Task objective: Give a single number in reply. It is the count of lines below that contain the string "enabled".

Start of Source information

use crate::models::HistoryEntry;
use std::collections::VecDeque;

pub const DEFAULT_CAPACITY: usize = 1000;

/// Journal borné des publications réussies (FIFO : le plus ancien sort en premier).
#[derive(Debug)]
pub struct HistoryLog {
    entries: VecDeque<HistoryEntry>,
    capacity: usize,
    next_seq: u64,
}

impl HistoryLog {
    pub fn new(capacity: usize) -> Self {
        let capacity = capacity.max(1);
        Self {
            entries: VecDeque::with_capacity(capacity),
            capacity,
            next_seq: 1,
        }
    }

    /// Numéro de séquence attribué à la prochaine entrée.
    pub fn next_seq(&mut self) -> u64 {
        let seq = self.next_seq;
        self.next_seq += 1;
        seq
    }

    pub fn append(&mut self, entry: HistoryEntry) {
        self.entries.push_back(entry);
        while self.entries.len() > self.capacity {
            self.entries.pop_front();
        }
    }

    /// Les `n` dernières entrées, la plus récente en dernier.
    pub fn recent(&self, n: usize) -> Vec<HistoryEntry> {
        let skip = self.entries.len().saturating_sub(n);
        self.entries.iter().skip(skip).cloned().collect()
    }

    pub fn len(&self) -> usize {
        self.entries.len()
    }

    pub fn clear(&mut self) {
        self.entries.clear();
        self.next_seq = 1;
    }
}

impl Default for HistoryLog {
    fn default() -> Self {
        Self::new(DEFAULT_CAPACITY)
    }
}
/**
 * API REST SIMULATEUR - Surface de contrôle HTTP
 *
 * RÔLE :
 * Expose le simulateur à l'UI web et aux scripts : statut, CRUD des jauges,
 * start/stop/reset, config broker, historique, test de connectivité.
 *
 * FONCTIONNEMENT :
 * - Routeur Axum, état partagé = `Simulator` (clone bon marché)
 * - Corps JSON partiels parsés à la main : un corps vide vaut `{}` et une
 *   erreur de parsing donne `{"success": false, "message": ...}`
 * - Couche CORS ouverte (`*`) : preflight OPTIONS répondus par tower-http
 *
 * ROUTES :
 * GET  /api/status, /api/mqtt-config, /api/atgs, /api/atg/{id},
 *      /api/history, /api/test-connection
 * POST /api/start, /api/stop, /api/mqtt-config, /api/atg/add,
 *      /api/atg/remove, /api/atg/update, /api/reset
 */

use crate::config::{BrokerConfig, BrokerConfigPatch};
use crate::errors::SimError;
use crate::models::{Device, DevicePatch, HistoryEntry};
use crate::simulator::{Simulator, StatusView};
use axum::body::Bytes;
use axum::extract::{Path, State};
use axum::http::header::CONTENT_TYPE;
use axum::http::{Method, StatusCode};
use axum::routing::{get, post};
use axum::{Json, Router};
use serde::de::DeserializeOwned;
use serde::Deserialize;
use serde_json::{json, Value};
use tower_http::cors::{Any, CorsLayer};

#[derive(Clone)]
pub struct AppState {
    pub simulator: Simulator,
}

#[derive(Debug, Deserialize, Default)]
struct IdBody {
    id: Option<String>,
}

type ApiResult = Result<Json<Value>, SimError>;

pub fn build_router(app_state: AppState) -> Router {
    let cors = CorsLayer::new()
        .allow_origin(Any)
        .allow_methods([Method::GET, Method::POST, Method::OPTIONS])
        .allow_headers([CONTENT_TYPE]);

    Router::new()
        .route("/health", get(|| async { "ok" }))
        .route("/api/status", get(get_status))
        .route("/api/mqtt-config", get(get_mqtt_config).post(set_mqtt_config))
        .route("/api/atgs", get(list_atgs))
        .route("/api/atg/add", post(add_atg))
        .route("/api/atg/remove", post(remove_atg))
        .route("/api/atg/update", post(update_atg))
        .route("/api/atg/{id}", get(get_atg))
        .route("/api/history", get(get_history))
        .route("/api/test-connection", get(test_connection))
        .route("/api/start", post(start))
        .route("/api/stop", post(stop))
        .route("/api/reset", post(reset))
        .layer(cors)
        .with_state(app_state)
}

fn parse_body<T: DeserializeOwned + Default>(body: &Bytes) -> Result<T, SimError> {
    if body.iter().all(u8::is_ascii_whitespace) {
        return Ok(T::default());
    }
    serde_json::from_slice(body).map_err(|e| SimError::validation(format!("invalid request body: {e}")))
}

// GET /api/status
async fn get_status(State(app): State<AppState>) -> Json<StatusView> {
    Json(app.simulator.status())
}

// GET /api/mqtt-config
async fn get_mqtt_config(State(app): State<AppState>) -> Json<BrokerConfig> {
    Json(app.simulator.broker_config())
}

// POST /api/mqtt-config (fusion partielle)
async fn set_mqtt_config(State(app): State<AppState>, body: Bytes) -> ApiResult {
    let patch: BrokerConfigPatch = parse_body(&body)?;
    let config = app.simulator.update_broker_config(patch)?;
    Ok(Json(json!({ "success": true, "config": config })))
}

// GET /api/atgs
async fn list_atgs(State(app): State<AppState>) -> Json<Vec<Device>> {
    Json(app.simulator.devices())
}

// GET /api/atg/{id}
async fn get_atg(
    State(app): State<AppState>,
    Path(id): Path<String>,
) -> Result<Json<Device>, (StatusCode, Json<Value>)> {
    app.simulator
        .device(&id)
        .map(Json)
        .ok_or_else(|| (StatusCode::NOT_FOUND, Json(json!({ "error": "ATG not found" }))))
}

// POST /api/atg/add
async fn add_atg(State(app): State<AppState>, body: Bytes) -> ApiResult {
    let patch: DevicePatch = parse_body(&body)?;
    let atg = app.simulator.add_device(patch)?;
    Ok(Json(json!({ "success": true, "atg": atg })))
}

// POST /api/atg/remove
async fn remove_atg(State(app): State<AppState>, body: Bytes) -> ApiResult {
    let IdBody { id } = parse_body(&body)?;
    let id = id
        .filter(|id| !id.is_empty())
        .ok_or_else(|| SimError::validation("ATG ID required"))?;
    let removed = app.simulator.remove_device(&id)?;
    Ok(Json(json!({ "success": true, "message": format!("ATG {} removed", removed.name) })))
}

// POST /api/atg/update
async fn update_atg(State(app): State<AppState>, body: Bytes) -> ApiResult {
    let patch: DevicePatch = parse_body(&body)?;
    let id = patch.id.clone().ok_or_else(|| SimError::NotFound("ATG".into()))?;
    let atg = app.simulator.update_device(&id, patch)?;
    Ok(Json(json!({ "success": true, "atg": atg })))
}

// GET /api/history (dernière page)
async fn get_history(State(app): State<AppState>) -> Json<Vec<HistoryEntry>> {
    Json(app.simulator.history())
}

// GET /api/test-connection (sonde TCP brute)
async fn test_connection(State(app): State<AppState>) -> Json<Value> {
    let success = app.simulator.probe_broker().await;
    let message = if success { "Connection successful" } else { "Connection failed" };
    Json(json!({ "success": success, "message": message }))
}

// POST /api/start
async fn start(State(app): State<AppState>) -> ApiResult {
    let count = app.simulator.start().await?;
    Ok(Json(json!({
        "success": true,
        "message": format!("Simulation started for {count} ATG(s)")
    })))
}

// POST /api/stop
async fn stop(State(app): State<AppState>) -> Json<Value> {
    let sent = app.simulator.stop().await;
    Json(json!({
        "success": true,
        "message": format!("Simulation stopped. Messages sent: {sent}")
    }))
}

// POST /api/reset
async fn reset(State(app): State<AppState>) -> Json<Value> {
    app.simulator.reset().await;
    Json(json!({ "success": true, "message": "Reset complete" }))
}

End of Source information
Start of Source information

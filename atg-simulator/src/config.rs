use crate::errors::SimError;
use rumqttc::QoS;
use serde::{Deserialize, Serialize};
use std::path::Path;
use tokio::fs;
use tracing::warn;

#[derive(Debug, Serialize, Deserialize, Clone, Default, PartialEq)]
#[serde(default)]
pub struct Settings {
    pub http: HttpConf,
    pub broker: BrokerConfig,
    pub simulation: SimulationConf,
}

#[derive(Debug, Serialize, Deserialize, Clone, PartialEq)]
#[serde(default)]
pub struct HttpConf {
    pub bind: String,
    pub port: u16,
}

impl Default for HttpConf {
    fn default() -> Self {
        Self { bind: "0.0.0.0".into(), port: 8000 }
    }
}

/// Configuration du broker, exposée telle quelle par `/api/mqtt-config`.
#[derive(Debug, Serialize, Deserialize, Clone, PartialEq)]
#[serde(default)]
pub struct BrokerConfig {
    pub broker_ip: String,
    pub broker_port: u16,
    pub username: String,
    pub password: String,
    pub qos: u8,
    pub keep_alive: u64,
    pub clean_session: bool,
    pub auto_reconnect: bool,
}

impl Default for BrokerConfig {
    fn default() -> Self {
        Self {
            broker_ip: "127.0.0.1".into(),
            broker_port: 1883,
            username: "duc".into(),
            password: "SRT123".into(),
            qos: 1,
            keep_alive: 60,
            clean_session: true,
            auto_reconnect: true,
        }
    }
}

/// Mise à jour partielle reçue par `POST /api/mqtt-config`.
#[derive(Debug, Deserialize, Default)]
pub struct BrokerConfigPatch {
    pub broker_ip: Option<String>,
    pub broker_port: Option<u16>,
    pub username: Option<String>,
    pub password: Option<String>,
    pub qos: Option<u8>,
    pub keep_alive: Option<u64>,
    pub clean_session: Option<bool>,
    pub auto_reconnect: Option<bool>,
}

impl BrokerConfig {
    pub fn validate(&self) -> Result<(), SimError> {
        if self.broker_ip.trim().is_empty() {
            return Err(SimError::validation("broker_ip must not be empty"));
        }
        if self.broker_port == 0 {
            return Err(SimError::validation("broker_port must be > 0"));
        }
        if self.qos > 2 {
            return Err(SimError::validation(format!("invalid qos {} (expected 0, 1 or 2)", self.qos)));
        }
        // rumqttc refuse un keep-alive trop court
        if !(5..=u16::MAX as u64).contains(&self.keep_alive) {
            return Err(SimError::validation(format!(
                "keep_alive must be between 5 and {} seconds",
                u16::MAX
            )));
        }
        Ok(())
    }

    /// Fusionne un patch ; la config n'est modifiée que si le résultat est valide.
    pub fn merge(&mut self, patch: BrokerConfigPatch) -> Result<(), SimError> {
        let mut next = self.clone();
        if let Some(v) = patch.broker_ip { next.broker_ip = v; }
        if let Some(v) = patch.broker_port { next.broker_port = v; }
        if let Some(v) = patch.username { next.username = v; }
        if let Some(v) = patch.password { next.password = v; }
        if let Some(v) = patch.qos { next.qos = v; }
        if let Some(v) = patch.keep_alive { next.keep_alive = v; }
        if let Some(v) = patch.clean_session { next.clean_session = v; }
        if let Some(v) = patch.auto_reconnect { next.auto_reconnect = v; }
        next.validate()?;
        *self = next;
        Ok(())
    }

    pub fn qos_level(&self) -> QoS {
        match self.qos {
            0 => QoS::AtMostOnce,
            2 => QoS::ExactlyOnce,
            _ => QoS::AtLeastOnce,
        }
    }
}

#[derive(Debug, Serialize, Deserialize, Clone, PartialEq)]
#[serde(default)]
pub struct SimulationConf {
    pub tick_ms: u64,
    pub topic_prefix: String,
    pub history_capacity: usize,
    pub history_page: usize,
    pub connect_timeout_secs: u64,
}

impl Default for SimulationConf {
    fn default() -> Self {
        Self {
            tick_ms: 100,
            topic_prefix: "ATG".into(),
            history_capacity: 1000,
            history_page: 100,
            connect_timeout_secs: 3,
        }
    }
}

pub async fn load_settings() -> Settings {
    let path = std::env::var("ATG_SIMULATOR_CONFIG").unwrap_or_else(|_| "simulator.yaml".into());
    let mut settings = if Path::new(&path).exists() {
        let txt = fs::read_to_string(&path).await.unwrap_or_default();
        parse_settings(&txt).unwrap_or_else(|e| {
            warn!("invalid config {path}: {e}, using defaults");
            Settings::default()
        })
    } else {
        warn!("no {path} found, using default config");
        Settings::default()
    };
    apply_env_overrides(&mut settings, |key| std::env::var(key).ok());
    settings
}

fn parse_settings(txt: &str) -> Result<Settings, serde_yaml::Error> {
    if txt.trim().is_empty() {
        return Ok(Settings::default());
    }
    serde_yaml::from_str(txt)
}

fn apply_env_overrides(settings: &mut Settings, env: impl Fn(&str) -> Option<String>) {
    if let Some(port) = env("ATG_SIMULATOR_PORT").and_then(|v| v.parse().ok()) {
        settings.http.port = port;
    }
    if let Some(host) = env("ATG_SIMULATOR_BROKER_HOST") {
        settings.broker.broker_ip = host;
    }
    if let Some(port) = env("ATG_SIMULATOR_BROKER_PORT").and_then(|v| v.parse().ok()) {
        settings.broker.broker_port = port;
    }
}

End of Source information
Start of Source information

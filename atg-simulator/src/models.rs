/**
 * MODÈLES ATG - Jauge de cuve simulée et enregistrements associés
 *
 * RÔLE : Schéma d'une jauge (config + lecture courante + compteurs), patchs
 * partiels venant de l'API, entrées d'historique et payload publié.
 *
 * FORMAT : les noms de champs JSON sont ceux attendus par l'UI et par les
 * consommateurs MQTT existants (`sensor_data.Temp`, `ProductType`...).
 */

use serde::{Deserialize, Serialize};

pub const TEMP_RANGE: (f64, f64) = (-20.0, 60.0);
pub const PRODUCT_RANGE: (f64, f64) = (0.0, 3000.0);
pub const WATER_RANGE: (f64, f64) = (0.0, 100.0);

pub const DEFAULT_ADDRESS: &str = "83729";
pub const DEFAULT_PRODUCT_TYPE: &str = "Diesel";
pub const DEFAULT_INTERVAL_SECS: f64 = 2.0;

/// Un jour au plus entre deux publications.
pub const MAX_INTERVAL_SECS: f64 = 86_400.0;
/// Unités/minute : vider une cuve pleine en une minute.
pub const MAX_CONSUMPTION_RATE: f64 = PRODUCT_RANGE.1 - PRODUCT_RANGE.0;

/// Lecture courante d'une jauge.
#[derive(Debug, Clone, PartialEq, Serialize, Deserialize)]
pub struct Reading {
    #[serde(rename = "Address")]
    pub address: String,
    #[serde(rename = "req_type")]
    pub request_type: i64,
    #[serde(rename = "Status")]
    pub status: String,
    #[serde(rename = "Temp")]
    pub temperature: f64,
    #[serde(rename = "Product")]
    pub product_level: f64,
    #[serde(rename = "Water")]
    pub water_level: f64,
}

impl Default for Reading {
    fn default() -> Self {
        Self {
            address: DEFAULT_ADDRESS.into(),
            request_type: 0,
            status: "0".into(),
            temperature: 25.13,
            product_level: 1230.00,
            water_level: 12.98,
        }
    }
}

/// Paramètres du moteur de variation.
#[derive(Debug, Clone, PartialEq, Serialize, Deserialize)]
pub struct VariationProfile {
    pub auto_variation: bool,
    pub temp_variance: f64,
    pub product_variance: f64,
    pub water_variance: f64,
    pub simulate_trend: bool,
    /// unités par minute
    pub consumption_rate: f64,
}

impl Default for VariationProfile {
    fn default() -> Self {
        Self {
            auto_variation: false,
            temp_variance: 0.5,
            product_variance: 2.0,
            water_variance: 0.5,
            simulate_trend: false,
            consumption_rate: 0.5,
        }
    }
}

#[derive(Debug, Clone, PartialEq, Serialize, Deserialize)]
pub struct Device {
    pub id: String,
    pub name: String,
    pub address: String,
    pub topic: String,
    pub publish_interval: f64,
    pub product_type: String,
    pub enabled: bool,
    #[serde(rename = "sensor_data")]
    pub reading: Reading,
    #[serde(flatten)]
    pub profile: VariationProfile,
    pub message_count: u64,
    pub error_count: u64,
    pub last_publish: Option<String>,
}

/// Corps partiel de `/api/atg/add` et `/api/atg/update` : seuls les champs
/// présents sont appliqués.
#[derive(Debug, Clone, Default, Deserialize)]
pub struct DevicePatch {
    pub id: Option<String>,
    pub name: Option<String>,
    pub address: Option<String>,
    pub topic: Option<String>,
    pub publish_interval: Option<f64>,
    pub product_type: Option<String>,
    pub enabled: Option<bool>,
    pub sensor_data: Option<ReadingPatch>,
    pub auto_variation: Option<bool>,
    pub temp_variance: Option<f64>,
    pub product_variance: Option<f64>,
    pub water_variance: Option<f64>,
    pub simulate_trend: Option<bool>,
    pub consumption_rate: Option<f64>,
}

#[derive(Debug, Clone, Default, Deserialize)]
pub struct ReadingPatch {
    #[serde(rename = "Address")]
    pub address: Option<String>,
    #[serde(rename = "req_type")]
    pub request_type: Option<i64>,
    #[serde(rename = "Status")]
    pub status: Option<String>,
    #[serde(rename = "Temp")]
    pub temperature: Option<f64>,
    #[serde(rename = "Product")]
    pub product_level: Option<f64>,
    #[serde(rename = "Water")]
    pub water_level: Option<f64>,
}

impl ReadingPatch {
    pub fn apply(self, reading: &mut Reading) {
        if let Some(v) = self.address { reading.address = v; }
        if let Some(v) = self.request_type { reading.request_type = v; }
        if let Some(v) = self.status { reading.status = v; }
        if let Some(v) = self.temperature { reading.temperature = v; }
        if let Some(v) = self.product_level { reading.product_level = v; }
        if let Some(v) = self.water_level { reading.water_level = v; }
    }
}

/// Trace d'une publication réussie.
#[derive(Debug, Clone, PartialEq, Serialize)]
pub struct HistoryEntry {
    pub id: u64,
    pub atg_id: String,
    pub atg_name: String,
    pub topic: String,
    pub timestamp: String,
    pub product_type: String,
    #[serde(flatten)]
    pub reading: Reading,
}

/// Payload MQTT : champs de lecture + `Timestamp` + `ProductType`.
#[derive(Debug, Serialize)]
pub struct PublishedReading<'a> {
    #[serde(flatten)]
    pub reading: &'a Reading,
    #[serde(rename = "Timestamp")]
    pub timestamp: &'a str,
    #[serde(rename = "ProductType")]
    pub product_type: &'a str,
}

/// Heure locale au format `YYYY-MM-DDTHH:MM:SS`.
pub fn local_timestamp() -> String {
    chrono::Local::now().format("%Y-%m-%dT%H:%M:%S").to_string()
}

End of Source information

Result for this exercise: 2